EGARCH_FORESD(X, Sigmas, Order, mean, alphas, gammas, betas, innovation, v, T, Local)

X is the univariate time series data (a one dimensional array of cells (e.g. rows or columns)) of the last p observations.

Sigmas is the univariate time series data (a one dimensional array of cells (e.g. rows or columns)) of the last q realized volatilities.

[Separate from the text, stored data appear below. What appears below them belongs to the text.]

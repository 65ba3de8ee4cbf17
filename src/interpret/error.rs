use thiserror::Error;

#[derive(Debug, Clone, PartialEq, Error)]
pub enum Error {
    #[error("Divide by 0")]
    DivideByZero,
}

Order is the time order in the data series (i.e. the first data point's corresponding date (earliest date=1 (default), latest date=0)).

Order Description
1 ascending (the first data point corresponds to the earliest date) (default)
0 descending (the first data point corresponds to the latest date)

mean is the E-GARCH model mean (i.e. mu).

alphas are the parameters of the ARCH(p) component model (starting with the lowest lag).

gammas are the leverage parameters (starting with the lowest lag).

betas are the parameters of the GARCH(q) component model (starting with the lowest lag).

innovation is the probability distribution model for the innovations/residuals (1=Gaussian (default), 2=t-Distribution, 3=GED).

value Description
1 Gaussian or Normal Distribution (default)
2 Student's t-Distribution
3 Generalized Error Distribution (GED)

v is the shape parameter (or degrees of freedom) of the innovations/residuals probability distribution function.

T is the forecast time/horizon (expressed in terms of steps beyond the end of the time series X). If missing, t=1 is assumed.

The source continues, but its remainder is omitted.